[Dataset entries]

::::::::

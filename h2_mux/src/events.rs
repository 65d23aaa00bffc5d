// Copyright (c) 2023 Huawei Device Co., Ltd.
// Licensed under the Apache License, Version 2.0 (the "License");
// you may not use this file except in compliance with the License.
// You may obtain a copy of the License at
//
//     http://www.apache.org/licenses/LICENSE-2.0
//
// Unless required by applicable law or agreed to in writing, software
// distributed under the License is distributed on an "AS IS" BASIS,
// WITHOUT WARRANTIES OR CONDITIONS OF ANY KIND, either express or implied.
// See the License for the specific language governing permissions and
// limitations under the License.

//! Lifecycle events delivered by the connection layer. Events are typed
//! signals distinct from frames; the multiplexer never synthesizes stream
//! closure on its own and instead waits for the matching [`StreamEvent`].

use h2_frame::{ErrorCode, StreamId};

/// Inbound lifecycle signals from the connection layer.
#[derive(Debug, Clone, PartialEq, Eq)]
pub enum StreamEvent {
    /// A stream became known to the connection layer. Seeds the per-stream
    /// window accounting.
    Created {
        /// The stream identifier.
        id: StreamId,
        /// The initial inbound (receive) window for the stream.
        local_window: u32,
        /// The initial outbound (send) window for the stream.
        remote_window: u32,
    },

    /// Terminal event for a stream. Repeated events for an already-closed
    /// identifier are ignored.
    Closed {
        /// The stream identifier.
        id: StreamId,
        /// The reset reason, absent for an orderly end of stream.
        reason: Option<ErrorCode>,
    },

    /// The connection layer observed a change of one or both per-stream
    /// windows. Both sizes absent is a no-op.
    WindowUpdated {
        /// The stream identifier.
        id: StreamId,
        /// The remaining inbound window, if it changed.
        inbound: Option<u32>,
        /// The remaining outbound window, if it changed.
        outbound: Option<u32>,
    },

    /// The parent connection channel flipped its writability.
    WritabilityChanged {
        /// Whether the parent is now writable.
        writable: bool,
    },
}
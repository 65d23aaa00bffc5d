// Copyright (c) 2023 Huawei Device Co., Ltd.
// Licensed under the Apache License, Version 2.0 (the "License");
// you may not use this file except in compliance with the License.
// You may obtain a copy of the License at
//
//     http://www.apache.org/licenses/LICENSE-2.0
//
// Unless required by applicable law or agreed to in writing, software
// distributed under the License is distributed on an "AS IS" BASIS,
// WITHOUT WARRANTIES OR CONDITIONS OF ANY KIND, either express or implied.
// See the License for the specific language governing permissions and
// limitations under the License.

//! `h2_mux` demultiplexes a single framed HTTP/2 connection into a set of
//! independently-managed per-stream child channels, and remultiplexes their
//! outbound writes back onto the connection.
//!
//! The multiplexer consumes typed [`h2_frame::Frame`]s that already carry a
//! stream identifier and emits the same; the byte-level codec, HPACK, TLS
//! and the connection preface all live in the connection layer.
//!
//! -[`StreamMultiplexer`] is the loop-serialized core: inbound router,
//! outbound collector, lifecycle coordinator and stream factory.
//! -[`StreamHandler`] is the per-stream user pipeline installed by an
//! initializer when a stream opens.
//! -[`MuxManager`] drives a [`StreamMultiplexer`] from channels so it can be
//! embedded on a connection task.

mod allocator;
mod completion;
mod config;
mod error;
mod events;
mod handler;
mod multiplexer;
mod streams;
mod window;

#[cfg(any(feature = "tokio_base", feature = "ylong_base"))]
mod manager;

pub use completion::{Completion, CompletionState};
pub use config::{MuxConfig, MuxMode};
pub use error::MuxError;
pub use events::StreamEvent;
pub use handler::{InitState, StreamContext, StreamHandler, StreamInitializer};
#[cfg(any(feature = "tokio_base", feature = "ylong_base"))]
pub use manager::{ConnMessage, ManagerError, MuxManager, MuxRequest};
pub use multiplexer::{IngestOutcome, StreamMultiplexer};
pub use streams::{StreamKey, StreamPhase};

// Runtime components import adapter. The multiplexer core is runtime-free;
// only the channel-driven `MuxManager` needs these.
#[cfg(any(feature = "tokio_base", feature = "ylong_base"))]
pub mod runtime {
    //! Re-exports of the channel primitives of the selected runtime, so that
    //! embedders can wire a [`crate::MuxManager`] without naming the runtime
    //! themselves.

    #[cfg(feature = "tokio_base")]
    pub use tokio::sync::mpsc::{
        channel as bounded_channel, unbounded_channel, Receiver as BoundedReceiver,
        Sender as BoundedSender, UnboundedReceiver, UnboundedSender,
    };
    #[cfg(feature = "ylong_base")]
    pub use ylong_runtime::sync::mpsc::{
        bounded_channel, unbounded_channel, BoundedReceiver, BoundedSender, UnboundedReceiver,
        UnboundedSender,
    };
}
// Copyright (c) 2023 Huawei Device Co., Ltd.
// Licensed under the Apache License, Version 2.0 (the "License");
// you may not use this file except in compliance with the License.
// You may obtain a copy of the License at
//
//     http://www.apache.org/licenses/LICENSE-2.0
//
// Unless required by applicable law or agreed to in writing, software
// distributed under the License is distributed on an "AS IS" BASIS,
// WITHOUT WARRANTIES OR CONDITIONS OF ANY KIND, either express or implied.
// See the License for the specific language governing permissions and
// limitations under the License.

//! Errors surfaced by the stream multiplexer.

use std::fmt;

use h2_frame::{ErrorCode, H2Error, StreamId};

/// Errors produced by multiplexer operations. Local policy violations are
/// returned on the caller's `Result` or completion and are never fired into
/// a child pipeline; stream-scoped protocol errors travel both ways.
#[derive(Debug, Clone, PartialEq, Eq)]
pub enum MuxError {
    /// An inbound frame addressed a stream identifier that is unknown or
    /// already closed. Surfaced on the connection inbound path; the stream
    /// is never opened implicitly.
    NoSuchStream(StreamId),

    /// A write addressed a closed stream, or a close promise failed because
    /// the stream was reset with the carried error code.
    StreamClosed(StreamId, ErrorCode),

    /// The `stream_id` option was read on a locally-created stream before
    /// its first flush assigned one.
    NoStreamIdAvailable,

    /// An operation addressed a child whose handlers have already been torn
    /// down.
    IoOnClosedChannel,

    /// Unflushed writes were discarded by a close that carried no error.
    Eof,

    /// A new locally-initiated stream was requested after the peer sent
    /// GOAWAY.
    GoingAway,

    /// The local stream identifier space is exhausted.
    StreamIdExhausted,

    /// A connection-level HTTP/2 error, e.g. a flow-control window overflow.
    Connection(H2Error),

    /// A caller-supplied failure, typically out of a stream initializer.
    Other(&'static str),
}

impl fmt::Display for MuxError {
    fn fmt(&self, f: &mut fmt::Formatter<'_>) -> fmt::Result {
        match self {
            MuxError::NoSuchStream(id) => write!(f, "no such stream: {id}"),
            MuxError::StreamClosed(id, code) => {
                write!(f, "stream {id} closed: {:?}", code)
            }
            MuxError::NoStreamIdAvailable => write!(f, "no stream id assigned yet"),
            MuxError::IoOnClosedChannel => write!(f, "operation on closed channel"),
            MuxError::Eof => write!(f, "eof"),
            MuxError::GoingAway => write!(f, "connection is going away"),
            MuxError::StreamIdExhausted => write!(f, "stream id space exhausted"),
            MuxError::Connection(e) => write!(f, "{e}"),
            MuxError::Other(msg) => write!(f, "{msg}"),
        }
    }
}

impl std::error::Error for MuxError {}

impl From<H2Error> for MuxError {
    fn from(err: H2Error) -> Self {
        MuxError::Connection(err)
    }
}
// Copyright (c) 2023 Huawei Device Co., Ltd.
// Licensed under the Apache License, Version 2.0 (the "License");
// you may not use this file except in compliance with the License.
// You may obtain a copy of the License at
//
//     http://www.apache.org/licenses/LICENSE-2.0
//
// Unless required by applicable law or agreed to in writing, software
// distributed under the License is distributed on an "AS IS" BASIS,
// WITHOUT WARRANTIES OR CONDITIONS OF ANY KIND, either express or implied.
// See the License for the specific language governing permissions and
// limitations under the License.

//! `h2_frame` provides the typed [`HTTP/2`] frame model used by the stream
//! multiplexer. Frames enter and leave the multiplexer already parsed; the
//! byte-level codec lives in the connection layer and is not part of this
//! crate.
//!
//! -[`Frame`] is the fundamental unit exchanged with the connection layer.
//! -[`Payload`] distinguishes the frame types the multiplexer understands.
//! -[`ErrorCode`] and [`H2Error`] carry the RFC 9113 error vocabulary.
//!
//! [`HTTP/2`]: https://httpwg.org/specs/rfc9113.html

mod error;
mod frame;

pub use error::{ErrorCode, H2Error};
pub use frame::{
    Data, Frame, FrameFlags, FrameType, Goaway, Headers, Payload, Ping, Priority, RstStream,
    Setting, Settings, SettingsBuilder, StreamId, WindowUpdate,
};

::::::::

Task objective
In the records above, locate each line with the word "MuxManager". Copy all such lines.

Task response
//! -[`MuxManager`] drives a [`StreamMultiplexer`] from channels so it can be
pub use manager::{ConnMessage, ManagerError, MuxManager, MuxRequest};
// only the channel-driven `MuxManager` needs these.
    //! embedders can wire a [`crate::MuxManager`] without naming the runtime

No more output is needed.